Six weeks ago, I wrote notes for a blog post I titled “bits & pieces”, and then I waited for inspiration to flesh it out. Something critical kept eluding me, and I know enough to let things lie.
More than a year ago, I started trying to write definitively about passing into the third stage of life, that is, getting old. For Pagan women, that often evokes the Crone archetype. Despite having looked forward to becoming ‘an old lady’ since I was a kid, all my attempts to write about any of it positively utterly failed. So I let that lie too.
And now yesterday’s post on ‘mastery’ took me into deep waters. My dreams tell me all these things (and more) are connected.
I realized fairly recently that I enjoy watching children play because of their exuberance. Once you get to be a teenager, that kind of energy is tamped down — it’s no longer socially appropriate. And adults rarely approximate anything close to exuberance. It’s not seemly. It’s not dignified. It’s not serious.

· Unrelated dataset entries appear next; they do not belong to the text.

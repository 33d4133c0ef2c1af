//! Error types and result definitions for harness operations.
//!
//! Provides a single error type with classification and captured callsite
//! metadata. [`TestkitError`] carries an [`ErrorKind`], a static description,
//! optional dynamic detail, and an optional source error.

use std::borrow::Cow;
use std::error;
use std::fmt;
use std::panic::Location;
use std::sync::Arc;

use testkit_config::shared::HarnessConfigError;
use testkit_postgres::error::NodeError;

/// Convenient result type for harness operations using [`TestkitError`] as the error type.
pub type TestkitResult<T> = Result<T, TestkitError>;

/// Main error type for harness operations.
#[derive(Debug, Clone)]
pub struct TestkitError {
    kind: ErrorKind,
    description: Cow<'static, str>,
    detail: Option<Cow<'static, str>>,
    source: Option<Arc<dyn error::Error + Send + Sync>>,
    location: &'static Location<'static>,
}

/// Specific categories of errors that can occur during harness operations.
///
/// Error kinds are organized by functional area and failure mode to enable
/// appropriate handling strategies in tests.
#[derive(PartialEq, Eq, Copy, Clone, Debug, Hash)]
#[non_exhaustive]
pub enum ErrorKind {
    // Backup & Provisioning Errors
    BackupFailed,
    ProvisionFailed,

    // Node & Connection Errors
    NodeFailure,
    SourceConnectionFailed,
    SourceQueryFailed,

    // Configuration & IO Errors
    ConfigError,
    IoError,

    // State & Workflow Errors
    InvalidState,
    BackgroundTaskFailed,

    // Unknown / Uncategorized
    Unknown,
}

impl TestkitError {
    /// Returns the [`ErrorKind`] of this error.
    pub fn kind(&self) -> ErrorKind {
        self.kind
    }

    /// Returns the detailed error information if available.
    pub fn detail(&self) -> Option<&str> {
        self.detail.as_deref()
    }

    /// Returns the captured callsite location for this error.
    pub fn location(&self) -> &'static Location<'static> {
        self.location
    }

    /// Attaches an originating [`error::Error`] to this error and returns the modified instance.
    ///
    /// The stored source is preserved across clones and exposed via [`error::Error::source`].
    pub fn with_source<E>(mut self, source: E) -> Self
    where
        E: error::Error + Send + Sync + 'static,
    {
        self.source = Some(Arc::new(source));
        self
    }

    /// Creates a [`TestkitError`] from its components.
    #[track_caller]
    fn from_components(
        kind: ErrorKind,
        description: Cow<'static, str>,
        detail: Option<Cow<'static, str>>,
        source: Option<Arc<dyn error::Error + Send + Sync>>,
    ) -> Self {
        TestkitError {
            kind,
            description,
            detail,
            source,
            location: Location::caller(),
        }
    }
}

impl PartialEq for TestkitError {
    fn eq(&self, other: &TestkitError) -> bool {
        self.kind == other.kind
    }
}

impl fmt::Display for TestkitError {
    fn fmt(&self, f: &mut fmt::Formatter<'_>) -> Result<(), fmt::Error> {
        write!(
            f,
            "[{:?}] {} @ {}:{}:{}",
            self.kind,
            self.description,
            self.location.file(),
            self.location.line(),
            self.location.column()
        )?;

        if let Some(detail) = self.detail.as_deref() {
            write!(f, "\n  Detail: {detail}")?;
        }

        Ok(())
    }
}

impl error::Error for TestkitError {
    fn source(&self) -> Option<&(dyn error::Error + 'static)> {
        self.source
            .as_ref()
            .map(|source| source as &(dyn error::Error + 'static))
    }
}

/// Creates a [`TestkitError`] from an error kind and static description.
impl From<(ErrorKind, &'static str)> for TestkitError {
    #[track_caller]
    fn from((kind, desc): (ErrorKind, &'static str)) -> TestkitError {
        TestkitError::from_components(kind, Cow::Borrowed(desc), None, None)
    }
}

/// Creates a [`TestkitError`] from an error kind, static description, and dynamic detail.
impl<D> From<(ErrorKind, &'static str, D)> for TestkitError
where
    D: Into<Cow<'static, str>>,
{
    #[track_caller]
    fn from((kind, desc, detail): (ErrorKind, &'static str, D)) -> TestkitError {
        TestkitError::from_components(kind, Cow::Borrowed(desc), Some(detail.into()), None)
    }
}

/// Converts [`std::io::Error`] to [`TestkitError`] with [`ErrorKind::IoError`].
impl From<std::io::Error> for TestkitError {
    #[track_caller]
    fn from(err: std::io::Error) -> TestkitError {
        let detail = err.to_string();
        let source = Arc::new(err);
        TestkitError::from_components(
            ErrorKind::IoError,
            Cow::Borrowed("I/O operation failed"),
            Some(Cow::Owned(detail)),
            Some(source),
        )
    }
}

/// Converts [`tokio_postgres::Error`] to [`TestkitError`] with the appropriate error kind.
///
/// Maps errors based on Postgres SQLSTATE codes; states the harness does not
/// distinguish fall through to [`ErrorKind::SourceQueryFailed`].
impl From<tokio_postgres::Error> for TestkitError {
    #[track_caller]
    fn from(err: tokio_postgres::Error) -> TestkitError {
        let (kind, description) = match err.code() {
            Some(sqlstate) => {
                use tokio_postgres::error::SqlState;

                match *sqlstate {
                    // Connection errors (08xxx)
                    SqlState::CONNECTION_EXCEPTION
                    | SqlState::CONNECTION_DOES_NOT_EXIST
                    | SqlState::CONNECTION_FAILURE
                    | SqlState::SQLCLIENT_UNABLE_TO_ESTABLISH_SQLCONNECTION
                    | SqlState::SQLSERVER_REJECTED_ESTABLISHMENT_OF_SQLCONNECTION => (
                        ErrorKind::SourceConnectionFailed,
                        "Postgres connection failed",
                    ),

                    // Authentication errors (28xxx)
                    SqlState::INVALID_AUTHORIZATION_SPECIFICATION | SqlState::INVALID_PASSWORD => (
                        ErrorKind::SourceConnectionFailed,
                        "Postgres authentication failed",
                    ),

                    // Server availability errors (57xxx)
                    SqlState::ADMIN_SHUTDOWN
                    | SqlState::CRASH_SHUTDOWN
                    | SqlState::CANNOT_CONNECT_NOW => {
                        (ErrorKind::SourceConnectionFailed, "Postgres unavailable")
                    }

                    // Object state errors (55xxx), e.g. ending a backup that never began
                    SqlState::OBJECT_NOT_IN_PREREQUISITE_STATE => (
                        ErrorKind::InvalidState,
                        "Postgres object not in prerequisite state",
                    ),

                    // Default for other SQL states
                    _ => (ErrorKind::SourceQueryFailed, "Postgres query failed"),
                }
            }
            // No SQL state means connection issue
            None => (
                ErrorKind::SourceConnectionFailed,
                "Postgres connection failed",
            ),
        };

        let detail = err.to_string();
        let source = Arc::new(err);
        TestkitError::from_components(
            kind,
            Cow::Borrowed(description),
            Some(Cow::Owned(detail)),
            Some(source),
        )
    }
}

/// Converts [`NodeError`] to [`TestkitError`] with the appropriate error kind.
impl From<NodeError> for TestkitError {
    #[track_caller]
    fn from(err: NodeError) -> TestkitError {
        match err {
            NodeError::Query(err) => err.into(),
            NodeError::Io { .. } => {
                let detail = err.to_string();
                TestkitError::from_components(
                    ErrorKind::IoError,
                    Cow::Borrowed("Node filesystem operation failed"),
                    Some(Cow::Owned(detail)),
                    Some(Arc::new(err)),
                )
            }
            NodeError::InvalidState { .. } => {
                let detail = err.to_string();
                TestkitError::from_components(
                    ErrorKind::InvalidState,
                    Cow::Borrowed("Node is in the wrong state"),
                    Some(Cow::Owned(detail)),
                    Some(Arc::new(err)),
                )
            }
            NodeError::Launch { .. }
            | NodeError::CommandFailed { .. }
            | NodeError::UnexpectedResult { .. } => {
                let detail = err.to_string();
                TestkitError::from_components(
                    ErrorKind::NodeFailure,
                    Cow::Borrowed("Node operation failed"),
                    Some(Cow::Owned(detail)),
                    Some(Arc::new(err)),
                )
            }
        }
    }
}

/// Converts [`HarnessConfigError`] to [`TestkitError`] with [`ErrorKind::ConfigError`].
impl From<HarnessConfigError> for TestkitError {
    #[track_caller]
    fn from(err: HarnessConfigError) -> TestkitError {
        let detail = err.to_string();
        let source = Arc::new(err);
        TestkitError::from_components(
            ErrorKind::ConfigError,
            Cow::Borrowed("Harness configuration is invalid"),
            Some(Cow::Owned(detail)),
            Some(source),
        )
    }
}

#[cfg(test)]
mod tests {
    use super::*;
    use crate::testkit_error;

    #[test]
    fn test_error_carries_kind_and_detail() {
        let error = testkit_error!(
            ErrorKind::ProvisionFailed,
            "Backup tree is malformed",
            "missing data directory"
        );

        assert_eq!(error.kind(), ErrorKind::ProvisionFailed);
        assert_eq!(error.detail(), Some("missing data directory"));
    }

    #[test]
    fn test_display_includes_location() {
        let error = testkit_error!(ErrorKind::BackupFailed, "Backup bracket failed");
        let rendered = error.to_string();

        assert!(rendered.contains("BackupFailed"));
        assert!(rendered.contains("Backup bracket failed"));
        assert!(rendered.contains("error.rs"));
    }

    #[test]
    fn test_errors_compare_by_kind() {
        let first = testkit_error!(ErrorKind::IoError, "one");
        let second = testkit_error!(ErrorKind::IoError, "two");
        let third = testkit_error!(ErrorKind::Unknown, "one");

        assert_eq!(first, second);
        assert_ne!(first, third);
    }

    #[test]
    fn test_io_error_conversion() {
        let io_error = std::io::Error::new(std::io::ErrorKind::PermissionDenied, "denied");
        let error: TestkitError = io_error.into();

        assert_eq!(error.kind(), ErrorKind::IoError);
        assert!(std::error::Error::source(&error).is_some());
    }
}
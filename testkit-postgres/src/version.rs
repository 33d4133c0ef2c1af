//! Postgres version and build introspection via `pg_config`.
//!
//! Major versions are compared as plain integers; the harness only ever gates
//! behavior on the major release.

use std::path::Path;

use tokio::process::Command;

use crate::error::{NodeError, NodeResult};

pub const POSTGRES_14: u32 = 14;
pub const POSTGRES_15: u32 = 15;
pub const POSTGRES_16: u32 = 16;
pub const POSTGRES_17: u32 = 17;

/// Returns [`true`] if the server version meets or exceeds the required version.
///
/// [`None`] versions compare as not meeting any requirement, making this safe
/// to use where version information might not be available.
pub fn meets_version(server_version: Option<u32>, required_version: u32) -> bool {
    server_version.is_some_and(|v| v >= required_version)
}

/// Extracts the major version from `pg_config --version` output.
///
/// Handles release (`PostgreSQL 16.4`) and development (`PostgreSQL 17devel`)
/// version strings.
pub fn parse_major_version(version_output: &str) -> Option<u32> {
    let version = version_output.trim().rsplit(' ').next()?;
    let digits: String = version.chars().take_while(|c| c.is_ascii_digit()).collect();
    digits.parse().ok()
}

/// Returns [`true`] when the `pg_config --configure` output shows an ICU build.
pub fn built_with_icu(configure_output: &str) -> bool {
    configure_output.contains("--with-icu")
}

/// Runs `pg_config --version` and returns the server's major version.
pub async fn pg_major_version(pg_bin: Option<&Path>) -> NodeResult<u32> {
    let output = run_pg_config(pg_bin, "--version").await?;
    parse_major_version(&output).ok_or(NodeError::UnexpectedResult {
        query: format!("pg_config --version ({})", output.trim()),
    })
}

/// Runs `pg_config --configure` and returns the raw configure flags.
pub async fn pg_configure_flags(pg_bin: Option<&Path>) -> NodeResult<String> {
    run_pg_config(pg_bin, "--configure").await
}

async fn run_pg_config(pg_bin: Option<&Path>, flag: &str) -> NodeResult<String> {
    let program = match pg_bin {
        Some(dir) => dir.join("pg_config"),
        None => "pg_config".into(),
    };
    let rendered = format!("{} {flag}", program.display());

    let output = Command::new(&program)
        .arg(flag)
        .output()
        .await
        .map_err(|source| NodeError::Launch {
            command: rendered.clone(),
            source,
        })?;
    if !output.status.success() {
        return Err(NodeError::CommandFailed {
            command: rendered,
            status: output.status,
            stderr: String::from_utf8_lossy(&output.stderr).trim().to_string(),
        });
    }

    Ok(String::from_utf8_lossy(&output.stdout).into_owned())
}

#[cfg(test)]
mod tests {
    use super::*;

    #[test]
    fn test_parse_release_version() {
        assert_eq!(parse_major_version("PostgreSQL 16.4\n"), Some(16));
        assert_eq!(parse_major_version("PostgreSQL 14.12"), Some(14));
    }

    #[test]
    fn test_parse_devel_version() {
        assert_eq!(parse_major_version("PostgreSQL 17devel"), Some(17));
        assert_eq!(parse_major_version("PostgreSQL 18beta1"), Some(18));
    }

    #[test]
    fn test_parse_garbage_version() {
        assert_eq!(parse_major_version(""), None);
        assert_eq!(parse_major_version("PostgreSQL devel"), None);
    }

    #[test]
    fn test_meets_version() {
        assert!(meets_version(Some(16), POSTGRES_15));
        assert!(meets_version(Some(15), POSTGRES_15));
        assert!(!meets_version(Some(14), POSTGRES_15));
        assert!(!meets_version(None, POSTGRES_14));
    }

    #[test]
    fn test_built_with_icu() {
        assert!(built_with_icu("'--with-icu' '--with-libxml'"));
        assert!(!built_with_icu("'--with-libxml'"));
    }
}
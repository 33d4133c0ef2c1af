//! Background execution helpers for concurrent test scenarios.

mod task;

pub use task::{BackgroundTask, spawn_query};
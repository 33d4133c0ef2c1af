use std::io;
use std::path::PathBuf;
use std::process::ExitStatus;

use thiserror::Error;

use crate::node::NodeStatus;

/// Convenient result type for node operations.
pub type NodeResult<T> = Result<T, NodeError>;

/// Errors raised while driving a throwaway Postgres node.
#[derive(Debug, Error)]
pub enum NodeError {
    /// A Postgres binary could not be launched at all.
    #[error("failed to launch `{command}`: {source}")]
    Launch {
        command: String,
        #[source]
        source: io::Error,
    },

    /// A Postgres binary ran but exited unsuccessfully.
    #[error("`{command}` exited with {status}: {stderr}")]
    CommandFailed {
        command: String,
        status: ExitStatus,
        stderr: String,
    },

    /// A filesystem operation inside the node's base directory failed.
    #[error("filesystem operation on `{path}` failed: {source}")]
    Io {
        path: PathBuf,
        #[source]
        source: io::Error,
    },

    /// The node was in the wrong lifecycle state for the requested operation.
    #[error("node `{name}` is {actual}, expected {expected}")]
    InvalidState {
        name: String,
        expected: NodeStatus,
        actual: NodeStatus,
    },

    /// A query returned no result, or one the harness could not interpret.
    #[error("query `{query}` returned an unexpected result")]
    UnexpectedResult { query: String },

    /// An error surfaced by tokio-postgres.
    #[error(transparent)]
    Query(#[from] tokio_postgres::Error),
}
use serde::{Deserialize, Serialize};
use tokio_postgres::Config as TokioPgConnectOptions;

/// Static connection options applied to every harness connection.
///
/// Throwaway nodes are initialized from scratch, so these options pin the
/// client-visible formatting behavior instead of relying on whatever the
/// local installation defaults to.
pub struct DefaultPgConnectionOptions;

impl DefaultPgConnectionOptions {
    /// Returns the options as a string suitable for the tokio-postgres options parameter.
    ///
    /// Returns a space-separated list of `-c key=value` pairs.
    pub fn to_options_string() -> String {
        "-c datestyle=ISO -c client_encoding=UTF8".to_string()
    }
}

/// Configuration for connecting to a Postgres node.
///
/// Harness nodes listen on loopback with trust authentication, so no
/// password or TLS material is carried here.
#[derive(Debug, Clone, Serialize, Deserialize)]
#[serde(rename_all = "snake_case")]
pub struct PgConnectionConfig {
    /// Hostname or IP address the node is listening on.
    pub host: String,
    /// Port number the node is listening on.
    pub port: u16,
    /// Name of the database to connect to.
    pub name: String,
    /// Username for authenticating with the node.
    pub username: String,
}

/// A trait which converts the implementation into crate-specific connect
/// options, keeping the connection parameters centralized in
/// [`PgConnectionConfig`].
pub trait IntoConnectOptions<Output> {
    /// Creates connection options for connecting to the server without
    /// specifying a database.
    ///
    /// Useful for administrative operations that must be performed before a
    /// specific database exists.
    fn without_db(&self) -> Output;

    /// Creates connection options for connecting to a specific database.
    fn with_db(&self) -> Output;
}

impl IntoConnectOptions<TokioPgConnectOptions> for PgConnectionConfig {
    fn without_db(&self) -> TokioPgConnectOptions {
        let mut config = TokioPgConnectOptions::new();
        config
            .host(&self.host)
            .port(self.port)
            .user(&self.username)
            .options(&DefaultPgConnectionOptions::to_options_string());

        config
    }

    fn with_db(&self) -> TokioPgConnectOptions {
        let mut options: TokioPgConnectOptions = self.without_db();
        options.dbname(&self.name);
        options
    }
}

#[cfg(test)]
mod tests {
    use super::*;

    fn test_config() -> PgConnectionConfig {
        PgConnectionConfig {
            host: "127.0.0.1".to_string(),
            port: 20002,
            name: "postgres".to_string(),
            username: "tester".to_string(),
        }
    }

    #[test]
    fn test_options_string_format() {
        let options_string = DefaultPgConnectionOptions::to_options_string();

        assert_eq!(options_string, "-c datestyle=ISO -c client_encoding=UTF8");
    }

    #[test]
    fn test_with_db_carries_all_parameters() {
        let options: TokioPgConnectOptions = test_config().with_db();

        assert_eq!(options.get_user(), Some("tester"));
        assert_eq!(options.get_dbname(), Some("postgres"));
        assert_eq!(options.get_ports(), &[20002]);
    }

    #[test]
    fn test_without_db_omits_database_name() {
        let options: TokioPgConnectOptions = test_config().without_db();

        assert_eq!(options.get_dbname(), None);
    }
}
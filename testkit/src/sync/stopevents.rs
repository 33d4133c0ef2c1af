use std::time::Duration;

use testkit_postgres::node::PgNode;
use tracing::debug;

use crate::error::TestkitResult;
use crate::oriole::{
    BGWRITER_BACKEND_TYPE, CHECKPOINTER_BACKEND_TYPE, backend_pid_query, stopevent_waiters_query,
};

/// Interval between stopevent polls.
pub const STOPEVENT_POLL_INTERVAL: Duration = Duration::from_millis(100);

/// Blocks until `pid` is reported blocked on a stopevent by `node`.
///
/// The wait condition is ephemeral: it holds only while the monitored process
/// is paused at its breakpoint and disappears the instant it resumes. A pid
/// that never blocks makes this hang, which the caller's test timeout turns
/// into a failure.
pub async fn wait_for_stopevent(node: &PgNode, pid: i32) -> TestkitResult<()> {
    let client = node.connect().await?;
    let sql = stopevent_waiters_query(pid);

    loop {
        if client.query_bool(&sql).await? {
            debug!(pid, "process blocked on stopevent");
            return Ok(());
        }
        tokio::time::sleep(STOPEVENT_POLL_INTERVAL).await;
    }
}

/// Blocks until the checkpointer is blocked on a stopevent.
pub async fn wait_for_checkpointer_stopevent(node: &PgNode) -> TestkitResult<()> {
    let pid = resolve_backend_pid(node, CHECKPOINTER_BACKEND_TYPE).await?;
    wait_for_stopevent(node, pid).await
}

/// Blocks until the engine's background writer is blocked on a stopevent.
pub async fn wait_for_bgwriter_stopevent(node: &PgNode) -> TestkitResult<()> {
    let pid = resolve_backend_pid(node, BGWRITER_BACKEND_TYPE).await?;
    wait_for_stopevent(node, pid).await
}

/// Resolves the pid of a background worker by backend type.
///
/// The worker may not have started yet, so this polls until it shows up in
/// `pg_stat_activity`.
async fn resolve_backend_pid(node: &PgNode, backend_type: &str) -> TestkitResult<i32> {
    let client = node.connect().await?;
    let sql = backend_pid_query(backend_type);

    loop {
        if let Some(pid) = client.query_pid(&sql).await? {
            debug!(backend_type, pid, "resolved background worker");
            return Ok(pid);
        }
        tokio::time::sleep(STOPEVENT_POLL_INTERVAL).await;
    }
}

When joy and delight are moving through me, I behave like a ‘free spirit’, which might look like a young child. When I was a young child, I wasn’t allowed to act like one. It was only when I was alone that I was allowed to explore my world and delight in it; but then there was no one to share it with. When I spoke to my mother about my solo adventures, she didn’t share my delight. She taught me to be ashamed of anything that felt good. And the more fun I had wandering away from home, the more she pulled me closer to her, swallowing me with her need for constant companionship. I remember looking into a mirror at age 10 and being surprised that there weren’t wrinkles and dark circles under my eyes; I felt like I was 100 years old, burdened with cares far beyond what I could bear, and yet somehow you couldn’t tell by looking at me.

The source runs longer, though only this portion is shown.